O cronista liberal João Miguel Tavares, conhecido — pelo menos dele próprio — por falar de tudo sem papas na língua e dispensando a melíflua hipocrisia dominante nos meios “com responsabilidades políticas”, publicou, no dia 2 de Maio, no órgão de imprensa detido pela segunda família mais rica do país, o Público, uma crónica a apelar à proibição da greve no sector público e empresas do Estado.

Diz JM Tavares que “o direito à greve no sector do Estado, com a extensão actual, é um factor de enorme injustiça social, porque não são os ricos, mas os pobres, que sofrem com essas greves. Quantos programas eleitorais abordam este problema?

Revelando-se ligeiramente mais melífluo e hipócrita do que gosta de parecer, JM Tavares não escreve: “proíbam as greves!”

Diz antes que considera “lamentável que todos os partidos políticos — (…) Iniciativa Liberal incluída — não tenham a coragem de colocar em cima da mesa eleitoral um dos problemas que mais afectam este país: as greves recorrentes e insaciáveis no sector do Estado, que deixam utentes sem comboios, alunos sem aulas e doentes sem atendimento.

Nem o Chega, vejam bem, que até propõe estender o direito à greve à polícia!

Numa coisa JMT tem razão. O problema é, de facto, recorrente.

Tem, também, uma causa recorrente.

Essa causa é muito fácil de comprovar. Basta compulsar estatísticas, acessíveis, sobre o poder de compra dos trabalhadores, do Estado como do privado. Ele tem-se degradado quase ininterruptamente desde o início do século, desde a introdução do euro.

E não é só a degradação paulatina, anual, dos salários, subindo, em média, menos do que o índice de preços ao consumidor. E nem é só, também, esse efeito ainda ser distorcido pela subida, em percentagem, um pouco maior, do vergonhosamente baixo salário mínimo — que, sendo auferido por um em cada cinco trabalhadores puxa para cima a variação percentual média dos salários — aproximando cada vez mais trabalhadores do salário mínimo.

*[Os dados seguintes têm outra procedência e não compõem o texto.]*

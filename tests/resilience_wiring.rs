//! Proves `CoreError::CircuitOpen`/`BulkheadFull` are reachable from
//! real call sites, not just from directly-constructed
//! `ResilientExecutor`s: a mock chat-completions endpoint that always
//! answers 500 is wired in as the `llm_endpoint`, then
//! `extract_concepts` is driven far enough past the `LLM_API` profile's
//! failure threshold that the circuit opens, and far enough past the
//! bulkhead's concurrency+queue capacity that a call is rejected
//! outright.

use std::sync::atomic::{AtomicU16, Ordering};
use std::sync::Arc;

use axum::response::IntoResponse;
use axum::routing::post;
use axum::Router;
use noesis_core::config::EnrichmentConfig;
use noesis_core::enrichment::extractor::extract_concepts;
use noesis_core::error::CoreError;
use noesis_core::resilience::{Profile, ResilientExecutor};

/// Always answers 500, counting requests so callers can assert the
/// bulkhead/circuit breaker actually bounded how many reached it.
async fn always_fail(hits: Arc<AtomicU16>) -> impl IntoResponse {
    hits.fetch_add(1, Ordering::SeqCst);
    (axum::http::StatusCode::INTERNAL_SERVER_ERROR, "boom")
}

/// Spawns the mock failing server on a dedicated background thread
/// with its own current-thread runtime, detached for the test binary's
/// lifetime — same shape as `tests/integration.rs`'s mock LLM server.
fn spawn_failing_server(hits: Arc<AtomicU16>) -> u16 {
    let listener = std::net::TcpListener::bind("127.0.0.1:0").unwrap();
    let port = listener.local_addr().unwrap().port();

    std::thread::spawn(move || {
        let rt = tokio::runtime::Builder::new_current_thread()
            .enable_all()
            .build()
            .unwrap();
        rt.block_on(async move {
            listener.set_nonblocking(true).unwrap();
            let tokio_listener = tokio::net::TcpListener::from_std(listener).unwrap();
            let app = Router::new().route(
                "/v1/chat/completions",
                post(move || always_fail(hits.clone())),
            );
            axum::serve(tokio_listener, app).await.unwrap();
        });
    });

    port
}

fn enrichment_config(port: u16) -> EnrichmentConfig {
    EnrichmentConfig {
        min_interval_ms: 0,
        worker_concurrency: 1,
        token_threshold: 100_000,
        fuzzy_match_ratio: 0.7,
        with_wordnet: false,
        concept_embedding_from_examples: false,
        llm_model: "gpt-4o-mini".to_string(),
        llm_endpoint: Some(format!("http://127.0.0.1:{port}/v1/chat/completions")),
    }
}

#[tokio::test]
async fn extract_concepts_trips_the_circuit_breaker_against_a_failing_endpoint() {
    let hits = Arc::new(AtomicU16::new(0));
    let port = spawn_failing_server(hits.clone());

    let config = enrichment_config(port);
    let resilience = ResilientExecutor::new(Default::default());

    // `LLM_API` has a failure_threshold of 5 and retry max_attempts of
    // 3; three calls (9 failed attempts) push well past the threshold
    // and hard-open the circuit for this operation name.
    let mut saw_circuit_open = false;
    for _ in 0..3 {
        let err = extract_concepts(&resilience, &config, "some short document")
            .await
            .expect_err("endpoint always fails");
        if err.downcast_ref::<CoreError>().map(|e| matches!(e, CoreError::CircuitOpen { .. })) == Some(true) {
            saw_circuit_open = true;
        }
    }

    assert!(
        saw_circuit_open,
        "expected at least one CircuitOpen error once the failure threshold was crossed"
    );
    assert!(!resilience.health_summary().healthy);
    assert!(resilience
        .health_summary()
        .open_circuits
        .contains(&"extract_concepts".to_string()));

    // Once open, the circuit fails fast: later attempts shouldn't all
    // have reached the server.
    let hits_seen = hits.load(Ordering::SeqCst);
    assert!(
        hits_seen < 3 * 3,
        "circuit breaker should have short-circuited some attempts, saw {hits_seen} requests"
    );
}

#[tokio::test]
async fn concurrent_extraction_past_bulkhead_capacity_is_rejected() {
    // A distinct operation name so this test's bulkhead state doesn't
    // interact with the circuit-breaker test's `extract_concepts`
    // breaker/bulkhead (both keyed by name in the same executor type,
    // but this is a fresh executor instance regardless).
    let resilience = Arc::new(ResilientExecutor::new(Default::default()));

    // `LLM_API`'s bulkhead allows 5 concurrent + 10 queued = 15 total
    // in flight before rejecting outright. Each op sleeps briefly so
    // later arrivals land while earlier ones are still active/queued,
    // the same shape as `bulkhead::tests::bounds_concurrency_and_rejects_past_queue`
    // but driven through the resilience facade instead of a bare `Bulkhead`.
    let mut handles = Vec::new();
    for _ in 0..20 {
        let resilience = resilience.clone();
        handles.push(tokio::spawn(async move {
            resilience
                .execute(Profile::LlmApi, "saturate", || async {
                    tokio::time::sleep(std::time::Duration::from_millis(20)).await;
                    Ok::<_, CoreError>(())
                })
                .await
        }));
    }

    let mut bulkhead_full = false;
    let mut accepted = 0;
    for handle in handles {
        match handle.await.expect("task panicked") {
            Err(CoreError::BulkheadFull { .. }) => bulkhead_full = true,
            Ok(()) => accepted += 1,
            Err(other) => panic!("unexpected error: {other:?}"),
        }
    }

    assert!(
        bulkhead_full,
        "expected at least one BulkheadFull error once in-flight work exceeded max_concurrent + max_queue"
    );
    assert_eq!(accepted, 15);
}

Mais do que tudo isso, há o simples facto de o índice oficial dos preços não medir o aumento explosivo do peso das despesas de habitação no rendimento dos trabalhadores. Tão explosivo que eles, porque não os podem suportar, têm de ficar em casa dos pais, se são jovens; e, se não são, têm de ir viver para muito longe de onde trabalham, arrastando outros custos, de transporte, etc.

Em suma, piorando constantemente o seu nível de vida.

Propõe o nosso homem de língua livre de papas resolver a causa do “problema“?

Claro que não. É que se na língua ele não traz papas, já nos olhos leva antolhos: antolhos de que voluntariamente se albarda, para não ver o que está bem à vista.

Assim, JMT denuncia todos os partidos do seu próprio campo, PSD, IL, Chega, porque não ousam pôr no seu programa eleitoral a proibição do direito à greve.

Costuma começar assim.

Hoje o sector público… amanhã, quiçá, os motoristas de matérias perigosas — cuja greve foi, aliás, proibida, com uso de tropa — porque, bom, as matérias são perigosas, e sem elas, as bombas de gasolina ficam vazias… e a seguir, é claro, os estivadores, porque, enfim, se não se descarregam as mercadorias, elas não se podem consumir e se não se carregam as exportações, onde vai parar a economia do “país”… depois os trabalhadores dos super-mercados, também era boa ideia, que, se eles fazem greve, morre tudo à fome…

Costuma começar assim. Com um grande defensor da liberdade a defender a sua supressão. Em nome da liberdade e da comodidade, dele e dos seus amigos capitalistas.